> _WORK TO COMPLETE_:
Look at the entries below and restate word for word the lines from the first through the one that has "compiler is an".

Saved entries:

————————

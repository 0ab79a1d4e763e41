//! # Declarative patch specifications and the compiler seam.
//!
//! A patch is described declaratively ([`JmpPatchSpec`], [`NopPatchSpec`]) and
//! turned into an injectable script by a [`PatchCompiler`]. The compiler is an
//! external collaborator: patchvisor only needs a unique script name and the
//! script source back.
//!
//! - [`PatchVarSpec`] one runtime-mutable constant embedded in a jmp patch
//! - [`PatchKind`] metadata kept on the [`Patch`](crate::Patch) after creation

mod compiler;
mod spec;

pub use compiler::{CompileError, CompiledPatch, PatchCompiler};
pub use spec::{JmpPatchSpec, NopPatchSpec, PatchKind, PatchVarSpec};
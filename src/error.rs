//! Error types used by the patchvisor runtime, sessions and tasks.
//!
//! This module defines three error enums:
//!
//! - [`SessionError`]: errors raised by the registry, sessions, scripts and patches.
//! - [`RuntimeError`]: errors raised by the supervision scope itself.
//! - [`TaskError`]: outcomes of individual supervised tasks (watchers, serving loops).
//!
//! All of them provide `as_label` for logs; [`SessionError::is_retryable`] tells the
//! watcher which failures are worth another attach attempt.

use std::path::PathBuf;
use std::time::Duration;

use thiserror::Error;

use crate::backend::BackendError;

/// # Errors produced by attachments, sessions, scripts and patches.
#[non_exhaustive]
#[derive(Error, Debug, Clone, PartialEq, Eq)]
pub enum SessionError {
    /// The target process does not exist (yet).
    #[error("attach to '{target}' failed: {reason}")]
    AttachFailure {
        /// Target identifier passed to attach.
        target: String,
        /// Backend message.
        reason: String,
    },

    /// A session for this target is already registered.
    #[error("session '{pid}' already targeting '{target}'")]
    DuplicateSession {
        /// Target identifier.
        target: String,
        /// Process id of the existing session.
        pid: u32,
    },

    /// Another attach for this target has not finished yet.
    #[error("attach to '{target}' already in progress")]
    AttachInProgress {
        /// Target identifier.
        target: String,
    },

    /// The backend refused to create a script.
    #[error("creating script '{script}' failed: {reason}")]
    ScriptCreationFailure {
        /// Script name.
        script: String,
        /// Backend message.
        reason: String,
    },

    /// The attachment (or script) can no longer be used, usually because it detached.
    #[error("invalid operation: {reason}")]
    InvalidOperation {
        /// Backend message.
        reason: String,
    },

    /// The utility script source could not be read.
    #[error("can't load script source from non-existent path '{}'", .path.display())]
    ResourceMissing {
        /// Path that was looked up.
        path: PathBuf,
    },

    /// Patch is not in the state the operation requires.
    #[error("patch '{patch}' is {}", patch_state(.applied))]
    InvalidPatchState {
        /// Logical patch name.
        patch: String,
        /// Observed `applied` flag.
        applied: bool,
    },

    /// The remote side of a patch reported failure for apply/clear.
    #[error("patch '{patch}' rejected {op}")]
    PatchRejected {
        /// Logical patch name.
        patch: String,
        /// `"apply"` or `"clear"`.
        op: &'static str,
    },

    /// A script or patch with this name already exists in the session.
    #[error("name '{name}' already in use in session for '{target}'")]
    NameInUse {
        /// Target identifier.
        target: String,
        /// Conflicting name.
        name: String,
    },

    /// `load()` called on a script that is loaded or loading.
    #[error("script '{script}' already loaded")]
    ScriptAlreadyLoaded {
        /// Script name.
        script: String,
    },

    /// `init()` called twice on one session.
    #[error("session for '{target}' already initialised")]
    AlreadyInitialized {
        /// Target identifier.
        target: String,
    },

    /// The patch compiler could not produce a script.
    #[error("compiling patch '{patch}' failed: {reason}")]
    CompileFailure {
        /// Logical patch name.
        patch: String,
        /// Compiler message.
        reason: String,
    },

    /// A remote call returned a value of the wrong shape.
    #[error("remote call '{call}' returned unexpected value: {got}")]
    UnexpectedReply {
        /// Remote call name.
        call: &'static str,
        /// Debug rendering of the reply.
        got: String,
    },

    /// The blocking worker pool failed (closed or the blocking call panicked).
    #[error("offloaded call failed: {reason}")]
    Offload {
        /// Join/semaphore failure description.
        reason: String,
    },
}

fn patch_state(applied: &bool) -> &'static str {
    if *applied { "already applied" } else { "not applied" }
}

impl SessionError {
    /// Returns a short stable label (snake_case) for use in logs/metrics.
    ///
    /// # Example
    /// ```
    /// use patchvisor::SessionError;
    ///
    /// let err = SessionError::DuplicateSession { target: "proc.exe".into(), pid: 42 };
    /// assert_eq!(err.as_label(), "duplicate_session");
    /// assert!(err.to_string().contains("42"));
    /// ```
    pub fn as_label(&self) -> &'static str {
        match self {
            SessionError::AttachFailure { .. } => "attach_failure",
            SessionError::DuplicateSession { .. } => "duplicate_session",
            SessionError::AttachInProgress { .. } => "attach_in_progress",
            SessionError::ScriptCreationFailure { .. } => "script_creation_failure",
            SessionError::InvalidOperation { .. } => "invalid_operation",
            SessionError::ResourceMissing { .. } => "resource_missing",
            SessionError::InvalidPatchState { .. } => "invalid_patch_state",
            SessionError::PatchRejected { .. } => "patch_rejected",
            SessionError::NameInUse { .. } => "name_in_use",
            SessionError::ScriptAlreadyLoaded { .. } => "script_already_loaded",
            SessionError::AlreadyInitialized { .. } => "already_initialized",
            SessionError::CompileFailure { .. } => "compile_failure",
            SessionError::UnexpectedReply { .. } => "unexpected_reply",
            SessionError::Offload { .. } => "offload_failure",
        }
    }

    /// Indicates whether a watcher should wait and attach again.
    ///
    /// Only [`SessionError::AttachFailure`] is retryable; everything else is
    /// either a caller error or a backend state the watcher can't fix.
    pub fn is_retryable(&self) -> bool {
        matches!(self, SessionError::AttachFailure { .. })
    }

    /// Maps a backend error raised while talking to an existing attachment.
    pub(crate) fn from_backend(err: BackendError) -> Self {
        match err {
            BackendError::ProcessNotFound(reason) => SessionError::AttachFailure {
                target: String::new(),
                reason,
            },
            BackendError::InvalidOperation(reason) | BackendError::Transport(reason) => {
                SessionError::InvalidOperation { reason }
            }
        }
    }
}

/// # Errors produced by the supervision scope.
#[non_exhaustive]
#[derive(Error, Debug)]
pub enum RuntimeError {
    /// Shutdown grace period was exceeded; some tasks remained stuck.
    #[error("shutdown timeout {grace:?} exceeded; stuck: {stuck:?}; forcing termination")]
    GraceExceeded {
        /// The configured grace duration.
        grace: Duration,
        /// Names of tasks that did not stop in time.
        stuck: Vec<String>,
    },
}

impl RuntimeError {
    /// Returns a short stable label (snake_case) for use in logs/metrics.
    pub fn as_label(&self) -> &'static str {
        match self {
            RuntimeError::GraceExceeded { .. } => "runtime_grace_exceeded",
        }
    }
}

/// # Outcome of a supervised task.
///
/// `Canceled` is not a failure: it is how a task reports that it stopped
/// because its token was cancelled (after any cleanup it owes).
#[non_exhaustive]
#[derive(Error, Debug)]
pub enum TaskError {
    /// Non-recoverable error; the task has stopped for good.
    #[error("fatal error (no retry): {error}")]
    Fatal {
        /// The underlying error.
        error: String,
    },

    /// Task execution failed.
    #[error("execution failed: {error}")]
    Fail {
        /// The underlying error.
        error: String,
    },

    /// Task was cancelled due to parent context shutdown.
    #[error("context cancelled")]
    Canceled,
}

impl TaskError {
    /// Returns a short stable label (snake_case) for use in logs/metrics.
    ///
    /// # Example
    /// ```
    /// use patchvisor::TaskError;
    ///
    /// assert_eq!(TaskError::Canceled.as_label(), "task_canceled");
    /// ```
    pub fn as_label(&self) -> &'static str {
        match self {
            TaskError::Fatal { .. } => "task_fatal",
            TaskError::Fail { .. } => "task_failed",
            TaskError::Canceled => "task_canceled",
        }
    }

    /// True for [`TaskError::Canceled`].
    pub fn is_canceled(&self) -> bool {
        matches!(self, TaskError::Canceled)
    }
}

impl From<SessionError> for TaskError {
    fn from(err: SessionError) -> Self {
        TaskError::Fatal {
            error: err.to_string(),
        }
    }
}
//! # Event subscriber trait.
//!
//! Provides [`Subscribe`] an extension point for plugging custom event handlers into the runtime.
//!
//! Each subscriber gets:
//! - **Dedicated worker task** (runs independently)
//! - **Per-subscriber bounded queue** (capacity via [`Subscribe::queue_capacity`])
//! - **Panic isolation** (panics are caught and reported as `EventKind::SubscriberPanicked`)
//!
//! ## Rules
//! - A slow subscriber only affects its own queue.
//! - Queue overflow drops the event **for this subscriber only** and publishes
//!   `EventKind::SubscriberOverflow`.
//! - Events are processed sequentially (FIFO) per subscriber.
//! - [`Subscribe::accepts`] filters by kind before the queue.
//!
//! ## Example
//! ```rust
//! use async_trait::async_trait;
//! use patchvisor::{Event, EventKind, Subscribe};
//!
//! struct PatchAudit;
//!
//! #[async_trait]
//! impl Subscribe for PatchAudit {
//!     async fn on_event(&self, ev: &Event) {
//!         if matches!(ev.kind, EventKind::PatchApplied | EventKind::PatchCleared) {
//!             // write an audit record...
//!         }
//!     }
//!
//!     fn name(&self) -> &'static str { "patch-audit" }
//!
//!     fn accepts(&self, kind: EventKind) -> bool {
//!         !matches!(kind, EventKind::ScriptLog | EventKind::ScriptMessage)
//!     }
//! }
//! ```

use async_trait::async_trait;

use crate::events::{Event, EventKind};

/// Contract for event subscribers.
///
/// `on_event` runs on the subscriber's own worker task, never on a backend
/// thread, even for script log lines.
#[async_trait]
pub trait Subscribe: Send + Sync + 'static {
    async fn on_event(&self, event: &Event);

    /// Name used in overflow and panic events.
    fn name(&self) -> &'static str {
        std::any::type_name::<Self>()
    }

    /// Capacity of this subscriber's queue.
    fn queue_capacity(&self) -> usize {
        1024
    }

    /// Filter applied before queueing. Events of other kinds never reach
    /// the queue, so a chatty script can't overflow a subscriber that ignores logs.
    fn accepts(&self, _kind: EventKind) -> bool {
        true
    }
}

————————

> _TASK RESULT_:
repository 0ab79a1d4e763e41
//! # Declarative patch specifications and the compiler seam.
//!
//! A patch is described declaratively ([`JmpPatchSpec`], [`NopPatchSpec`]) and
//! turned into an injectable script by a [`PatchCompiler`]. The compiler is an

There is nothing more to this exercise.